### [Directions]
Please write out, exactly as given, every line of the entries below up to and including the line with "Determine config path".

Stored data entries
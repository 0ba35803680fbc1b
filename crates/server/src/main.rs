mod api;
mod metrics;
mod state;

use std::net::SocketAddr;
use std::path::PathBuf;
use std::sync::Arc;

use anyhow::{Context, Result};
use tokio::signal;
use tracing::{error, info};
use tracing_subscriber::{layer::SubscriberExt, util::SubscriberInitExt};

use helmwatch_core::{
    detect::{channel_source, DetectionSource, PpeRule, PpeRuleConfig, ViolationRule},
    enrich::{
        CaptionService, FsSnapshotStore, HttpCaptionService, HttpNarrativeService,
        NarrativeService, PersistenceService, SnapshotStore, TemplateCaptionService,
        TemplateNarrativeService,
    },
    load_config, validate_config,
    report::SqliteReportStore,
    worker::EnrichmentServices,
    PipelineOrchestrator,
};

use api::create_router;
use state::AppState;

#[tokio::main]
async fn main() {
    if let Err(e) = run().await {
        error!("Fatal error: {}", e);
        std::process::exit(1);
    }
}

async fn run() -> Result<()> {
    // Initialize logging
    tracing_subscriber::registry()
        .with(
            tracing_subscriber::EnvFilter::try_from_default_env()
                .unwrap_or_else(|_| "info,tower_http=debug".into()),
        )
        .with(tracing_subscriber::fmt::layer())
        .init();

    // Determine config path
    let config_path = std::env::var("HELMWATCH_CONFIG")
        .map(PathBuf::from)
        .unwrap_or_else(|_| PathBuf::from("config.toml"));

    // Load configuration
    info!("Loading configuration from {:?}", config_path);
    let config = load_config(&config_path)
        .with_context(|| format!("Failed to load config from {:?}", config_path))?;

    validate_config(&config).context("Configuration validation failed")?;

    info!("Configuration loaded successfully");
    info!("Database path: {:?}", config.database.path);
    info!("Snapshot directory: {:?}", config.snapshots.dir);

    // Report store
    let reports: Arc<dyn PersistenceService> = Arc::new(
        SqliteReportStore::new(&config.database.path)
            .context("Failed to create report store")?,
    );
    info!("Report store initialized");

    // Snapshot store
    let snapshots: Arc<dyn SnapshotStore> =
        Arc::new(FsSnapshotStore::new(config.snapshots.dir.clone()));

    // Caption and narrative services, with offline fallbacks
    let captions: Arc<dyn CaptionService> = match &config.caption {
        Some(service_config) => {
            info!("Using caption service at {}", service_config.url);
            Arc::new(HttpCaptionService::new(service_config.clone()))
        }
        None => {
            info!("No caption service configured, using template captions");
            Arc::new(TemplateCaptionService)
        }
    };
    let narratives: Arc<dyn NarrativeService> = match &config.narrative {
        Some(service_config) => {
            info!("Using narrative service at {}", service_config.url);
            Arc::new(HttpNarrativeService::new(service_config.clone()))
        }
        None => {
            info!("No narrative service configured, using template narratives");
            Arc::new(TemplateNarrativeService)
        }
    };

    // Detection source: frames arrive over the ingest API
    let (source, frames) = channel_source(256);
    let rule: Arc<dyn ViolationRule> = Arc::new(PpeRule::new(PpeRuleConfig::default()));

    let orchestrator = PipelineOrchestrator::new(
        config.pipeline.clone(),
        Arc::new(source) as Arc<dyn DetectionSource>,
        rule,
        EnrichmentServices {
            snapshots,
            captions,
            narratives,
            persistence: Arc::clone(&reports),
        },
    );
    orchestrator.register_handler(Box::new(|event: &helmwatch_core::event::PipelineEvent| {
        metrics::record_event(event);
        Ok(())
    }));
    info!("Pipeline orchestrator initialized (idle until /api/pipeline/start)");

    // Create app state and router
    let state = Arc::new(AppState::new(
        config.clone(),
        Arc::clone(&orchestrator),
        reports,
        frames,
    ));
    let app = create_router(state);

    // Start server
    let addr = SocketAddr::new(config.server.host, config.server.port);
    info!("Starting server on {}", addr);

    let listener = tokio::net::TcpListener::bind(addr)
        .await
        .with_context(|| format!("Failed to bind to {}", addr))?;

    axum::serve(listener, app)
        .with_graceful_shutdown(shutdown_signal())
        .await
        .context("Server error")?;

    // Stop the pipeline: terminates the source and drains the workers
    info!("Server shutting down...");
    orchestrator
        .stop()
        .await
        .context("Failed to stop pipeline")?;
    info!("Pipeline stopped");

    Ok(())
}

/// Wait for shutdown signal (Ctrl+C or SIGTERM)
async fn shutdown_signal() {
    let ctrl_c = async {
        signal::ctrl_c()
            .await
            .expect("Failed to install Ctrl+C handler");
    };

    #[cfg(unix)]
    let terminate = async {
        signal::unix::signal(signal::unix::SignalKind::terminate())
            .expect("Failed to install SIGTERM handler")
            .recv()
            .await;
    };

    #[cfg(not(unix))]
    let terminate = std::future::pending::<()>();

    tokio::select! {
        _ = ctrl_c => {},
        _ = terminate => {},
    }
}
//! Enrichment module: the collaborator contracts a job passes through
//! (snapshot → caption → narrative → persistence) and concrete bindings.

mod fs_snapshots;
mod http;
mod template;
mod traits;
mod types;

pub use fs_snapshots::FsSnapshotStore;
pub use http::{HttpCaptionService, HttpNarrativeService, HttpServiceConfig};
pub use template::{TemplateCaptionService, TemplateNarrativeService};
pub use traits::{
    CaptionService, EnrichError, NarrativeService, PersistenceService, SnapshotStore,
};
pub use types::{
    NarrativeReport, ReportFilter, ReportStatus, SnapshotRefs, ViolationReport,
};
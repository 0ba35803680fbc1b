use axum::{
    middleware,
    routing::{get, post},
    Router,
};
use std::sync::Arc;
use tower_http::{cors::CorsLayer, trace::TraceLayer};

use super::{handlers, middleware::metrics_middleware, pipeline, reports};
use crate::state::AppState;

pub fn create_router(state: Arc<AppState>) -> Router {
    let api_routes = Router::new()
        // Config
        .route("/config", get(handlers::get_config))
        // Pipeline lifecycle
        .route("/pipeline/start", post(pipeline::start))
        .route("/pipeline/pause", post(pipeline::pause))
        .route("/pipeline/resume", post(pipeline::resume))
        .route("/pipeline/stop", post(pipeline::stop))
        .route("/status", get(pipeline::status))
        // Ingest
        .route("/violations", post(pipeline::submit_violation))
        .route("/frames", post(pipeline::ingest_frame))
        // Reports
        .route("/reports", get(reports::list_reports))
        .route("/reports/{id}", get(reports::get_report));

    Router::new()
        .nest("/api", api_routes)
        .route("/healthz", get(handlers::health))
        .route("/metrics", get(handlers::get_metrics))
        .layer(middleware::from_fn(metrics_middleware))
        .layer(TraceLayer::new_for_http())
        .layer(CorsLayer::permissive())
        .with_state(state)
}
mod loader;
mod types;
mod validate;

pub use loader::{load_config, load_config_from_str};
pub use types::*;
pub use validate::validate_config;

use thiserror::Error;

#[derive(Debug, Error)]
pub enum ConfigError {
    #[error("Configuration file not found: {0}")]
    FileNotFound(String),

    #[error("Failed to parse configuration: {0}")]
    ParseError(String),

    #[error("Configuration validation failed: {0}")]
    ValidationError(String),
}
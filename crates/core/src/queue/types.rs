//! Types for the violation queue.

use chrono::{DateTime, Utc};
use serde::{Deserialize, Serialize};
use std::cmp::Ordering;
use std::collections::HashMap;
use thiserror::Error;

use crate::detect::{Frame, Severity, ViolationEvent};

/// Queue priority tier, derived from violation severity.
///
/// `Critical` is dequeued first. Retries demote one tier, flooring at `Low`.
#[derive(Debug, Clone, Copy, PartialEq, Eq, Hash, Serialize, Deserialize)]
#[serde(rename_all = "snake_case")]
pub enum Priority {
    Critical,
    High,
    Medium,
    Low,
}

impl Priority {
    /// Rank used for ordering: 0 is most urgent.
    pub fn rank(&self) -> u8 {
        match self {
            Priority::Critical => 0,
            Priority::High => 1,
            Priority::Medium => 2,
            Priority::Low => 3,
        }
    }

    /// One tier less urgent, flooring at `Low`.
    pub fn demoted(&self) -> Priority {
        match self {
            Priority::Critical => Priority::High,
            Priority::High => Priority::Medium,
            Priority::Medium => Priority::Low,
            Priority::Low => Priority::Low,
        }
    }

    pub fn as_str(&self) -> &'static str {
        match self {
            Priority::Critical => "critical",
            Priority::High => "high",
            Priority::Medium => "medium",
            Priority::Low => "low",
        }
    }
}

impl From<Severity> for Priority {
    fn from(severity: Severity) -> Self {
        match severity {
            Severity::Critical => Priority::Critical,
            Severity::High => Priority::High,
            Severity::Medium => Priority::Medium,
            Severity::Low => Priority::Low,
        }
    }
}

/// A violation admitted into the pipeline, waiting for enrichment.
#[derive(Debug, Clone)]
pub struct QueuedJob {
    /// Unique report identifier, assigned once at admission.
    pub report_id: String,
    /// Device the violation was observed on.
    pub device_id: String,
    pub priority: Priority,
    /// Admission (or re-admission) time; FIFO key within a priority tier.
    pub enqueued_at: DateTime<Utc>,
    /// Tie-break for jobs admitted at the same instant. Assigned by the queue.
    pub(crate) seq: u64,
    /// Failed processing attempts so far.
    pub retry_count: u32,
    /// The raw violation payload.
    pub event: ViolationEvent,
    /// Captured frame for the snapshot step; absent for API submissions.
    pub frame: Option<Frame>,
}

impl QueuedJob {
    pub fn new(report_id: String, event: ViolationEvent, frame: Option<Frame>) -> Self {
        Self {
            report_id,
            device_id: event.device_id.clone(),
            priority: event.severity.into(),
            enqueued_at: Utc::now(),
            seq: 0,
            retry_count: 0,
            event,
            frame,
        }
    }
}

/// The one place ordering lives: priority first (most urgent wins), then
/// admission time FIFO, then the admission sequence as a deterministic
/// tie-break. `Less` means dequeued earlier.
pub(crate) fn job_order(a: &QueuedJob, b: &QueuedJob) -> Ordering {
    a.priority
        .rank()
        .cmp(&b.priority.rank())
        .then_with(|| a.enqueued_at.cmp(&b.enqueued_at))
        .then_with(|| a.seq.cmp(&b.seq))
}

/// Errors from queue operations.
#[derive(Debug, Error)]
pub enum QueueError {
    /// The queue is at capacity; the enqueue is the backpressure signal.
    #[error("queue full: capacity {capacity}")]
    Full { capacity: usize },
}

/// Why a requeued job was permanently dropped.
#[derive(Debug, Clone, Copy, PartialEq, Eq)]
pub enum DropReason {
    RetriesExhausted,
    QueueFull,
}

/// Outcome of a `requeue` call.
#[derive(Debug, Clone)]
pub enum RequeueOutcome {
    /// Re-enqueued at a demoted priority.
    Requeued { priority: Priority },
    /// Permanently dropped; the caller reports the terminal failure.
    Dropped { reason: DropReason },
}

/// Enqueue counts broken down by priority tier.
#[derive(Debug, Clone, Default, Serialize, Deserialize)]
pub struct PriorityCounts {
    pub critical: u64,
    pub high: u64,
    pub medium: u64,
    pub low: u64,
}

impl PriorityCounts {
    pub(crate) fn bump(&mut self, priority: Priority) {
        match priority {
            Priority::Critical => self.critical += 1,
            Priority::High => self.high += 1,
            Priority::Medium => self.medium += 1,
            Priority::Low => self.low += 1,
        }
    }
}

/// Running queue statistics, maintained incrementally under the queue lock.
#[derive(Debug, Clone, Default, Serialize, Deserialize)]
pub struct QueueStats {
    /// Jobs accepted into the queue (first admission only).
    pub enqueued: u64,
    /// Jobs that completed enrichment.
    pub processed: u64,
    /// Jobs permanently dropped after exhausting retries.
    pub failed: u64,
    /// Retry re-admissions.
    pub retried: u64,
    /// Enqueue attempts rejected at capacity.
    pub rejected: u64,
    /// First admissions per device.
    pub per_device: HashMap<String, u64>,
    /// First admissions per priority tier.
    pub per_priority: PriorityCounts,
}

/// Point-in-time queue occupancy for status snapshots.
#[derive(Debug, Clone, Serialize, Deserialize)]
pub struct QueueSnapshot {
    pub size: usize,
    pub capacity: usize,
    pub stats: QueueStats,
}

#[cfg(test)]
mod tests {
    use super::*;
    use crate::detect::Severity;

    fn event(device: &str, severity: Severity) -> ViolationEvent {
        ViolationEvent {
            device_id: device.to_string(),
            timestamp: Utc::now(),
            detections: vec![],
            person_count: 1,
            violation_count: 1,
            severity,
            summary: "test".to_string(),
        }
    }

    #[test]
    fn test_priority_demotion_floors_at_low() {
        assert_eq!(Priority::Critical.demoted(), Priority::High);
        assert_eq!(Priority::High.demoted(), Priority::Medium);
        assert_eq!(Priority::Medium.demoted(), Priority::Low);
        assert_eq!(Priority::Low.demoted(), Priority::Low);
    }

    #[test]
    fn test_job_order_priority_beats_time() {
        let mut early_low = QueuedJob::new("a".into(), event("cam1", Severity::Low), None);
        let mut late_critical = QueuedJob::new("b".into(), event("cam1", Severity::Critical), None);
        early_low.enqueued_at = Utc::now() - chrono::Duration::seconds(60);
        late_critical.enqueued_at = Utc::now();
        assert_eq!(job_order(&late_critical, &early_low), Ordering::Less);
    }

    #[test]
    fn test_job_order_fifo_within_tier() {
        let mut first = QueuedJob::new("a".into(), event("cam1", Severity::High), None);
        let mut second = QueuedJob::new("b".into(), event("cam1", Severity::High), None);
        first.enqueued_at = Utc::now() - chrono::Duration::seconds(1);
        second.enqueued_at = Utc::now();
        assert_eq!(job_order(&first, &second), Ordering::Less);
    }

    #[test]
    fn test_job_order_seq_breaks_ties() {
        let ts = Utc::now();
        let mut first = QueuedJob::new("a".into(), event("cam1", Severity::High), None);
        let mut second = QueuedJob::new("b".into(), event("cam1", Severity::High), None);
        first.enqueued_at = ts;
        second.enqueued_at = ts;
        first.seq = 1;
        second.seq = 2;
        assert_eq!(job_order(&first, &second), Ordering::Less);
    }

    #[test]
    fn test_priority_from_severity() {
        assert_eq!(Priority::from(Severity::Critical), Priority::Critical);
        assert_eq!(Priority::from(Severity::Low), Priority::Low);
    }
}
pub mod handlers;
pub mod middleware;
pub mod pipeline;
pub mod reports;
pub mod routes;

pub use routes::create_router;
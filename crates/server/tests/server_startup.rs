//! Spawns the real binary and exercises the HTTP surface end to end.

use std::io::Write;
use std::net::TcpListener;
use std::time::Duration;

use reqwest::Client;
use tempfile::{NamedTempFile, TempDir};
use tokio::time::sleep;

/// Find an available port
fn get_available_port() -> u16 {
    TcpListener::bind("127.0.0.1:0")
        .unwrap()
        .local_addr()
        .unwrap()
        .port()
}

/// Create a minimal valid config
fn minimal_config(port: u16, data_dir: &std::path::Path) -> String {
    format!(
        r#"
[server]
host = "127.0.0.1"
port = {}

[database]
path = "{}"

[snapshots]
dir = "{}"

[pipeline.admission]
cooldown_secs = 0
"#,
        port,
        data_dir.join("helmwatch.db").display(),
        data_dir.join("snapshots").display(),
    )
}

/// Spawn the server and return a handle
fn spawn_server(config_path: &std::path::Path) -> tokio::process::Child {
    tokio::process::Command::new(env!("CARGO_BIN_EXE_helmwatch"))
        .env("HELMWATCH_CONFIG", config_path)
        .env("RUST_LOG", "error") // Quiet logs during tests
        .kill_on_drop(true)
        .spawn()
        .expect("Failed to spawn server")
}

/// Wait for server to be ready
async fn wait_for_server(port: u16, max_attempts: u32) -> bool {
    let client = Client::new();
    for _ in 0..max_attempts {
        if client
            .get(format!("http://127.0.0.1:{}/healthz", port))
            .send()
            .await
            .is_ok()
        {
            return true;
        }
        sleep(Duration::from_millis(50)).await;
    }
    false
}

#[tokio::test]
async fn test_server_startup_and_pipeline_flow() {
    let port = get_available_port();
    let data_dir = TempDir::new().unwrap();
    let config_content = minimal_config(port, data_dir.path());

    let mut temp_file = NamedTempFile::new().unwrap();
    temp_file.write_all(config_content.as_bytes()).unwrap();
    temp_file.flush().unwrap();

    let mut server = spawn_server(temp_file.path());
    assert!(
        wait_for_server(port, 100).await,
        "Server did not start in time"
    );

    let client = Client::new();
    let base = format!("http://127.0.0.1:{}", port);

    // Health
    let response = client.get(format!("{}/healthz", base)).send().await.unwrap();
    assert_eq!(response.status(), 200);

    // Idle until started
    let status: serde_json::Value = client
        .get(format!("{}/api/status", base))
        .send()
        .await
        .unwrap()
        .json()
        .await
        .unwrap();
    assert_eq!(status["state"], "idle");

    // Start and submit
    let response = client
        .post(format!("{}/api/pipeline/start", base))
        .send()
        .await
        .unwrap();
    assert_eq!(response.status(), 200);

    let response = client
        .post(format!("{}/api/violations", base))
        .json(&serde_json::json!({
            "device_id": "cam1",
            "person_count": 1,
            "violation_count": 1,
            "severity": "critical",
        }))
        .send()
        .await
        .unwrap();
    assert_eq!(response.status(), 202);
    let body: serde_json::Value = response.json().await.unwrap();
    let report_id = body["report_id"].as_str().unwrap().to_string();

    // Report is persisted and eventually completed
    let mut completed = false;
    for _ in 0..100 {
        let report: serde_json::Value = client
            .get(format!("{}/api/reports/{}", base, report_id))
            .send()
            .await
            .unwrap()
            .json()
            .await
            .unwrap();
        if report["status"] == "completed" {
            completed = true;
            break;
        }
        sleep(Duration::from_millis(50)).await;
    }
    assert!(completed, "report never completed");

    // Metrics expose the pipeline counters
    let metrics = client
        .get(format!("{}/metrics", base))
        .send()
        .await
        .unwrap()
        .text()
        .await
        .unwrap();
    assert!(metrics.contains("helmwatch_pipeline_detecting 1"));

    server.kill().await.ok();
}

### [Exercise result]
repository 0ba35803680fbc1b
filename crates/server/src/main.rs
mod api;
mod metrics;
mod state;

use std::net::SocketAddr;
use std::path::PathBuf;
use std::sync::Arc;

use anyhow::{Context, Result};
use tokio::signal;
use tracing::{error, info};
use tracing_subscriber::{layer::SubscriberExt, util::SubscriberInitExt};

use helmwatch_core::{
    detect::{channel_source, DetectionSource, PpeRule, PpeRuleConfig, ViolationRule},
    enrich::{
        CaptionService, FsSnapshotStore, HttpCaptionService, HttpNarrativeService,
        NarrativeService, PersistenceService, SnapshotStore, TemplateCaptionService,
        TemplateNarrativeService,
    },
    load_config, validate_config,
    report::SqliteReportStore,
    worker::EnrichmentServices,
    PipelineOrchestrator,
};

use api::create_router;
use state::AppState;

#[tokio::main]
async fn main() {
    if let Err(e) = run().await {
        error!("Fatal error: {}", e);
        std::process::exit(1);
    }
}

async fn run() -> Result<()> {
    // Initialize logging
    tracing_subscriber::registry()
        .with(
            tracing_subscriber::EnvFilter::try_from_default_env()
                .unwrap_or_else(|_| "info,tower_http=debug".into()),
        )
        .with(tracing_subscriber::fmt::layer())
        .init();

    // Determine config path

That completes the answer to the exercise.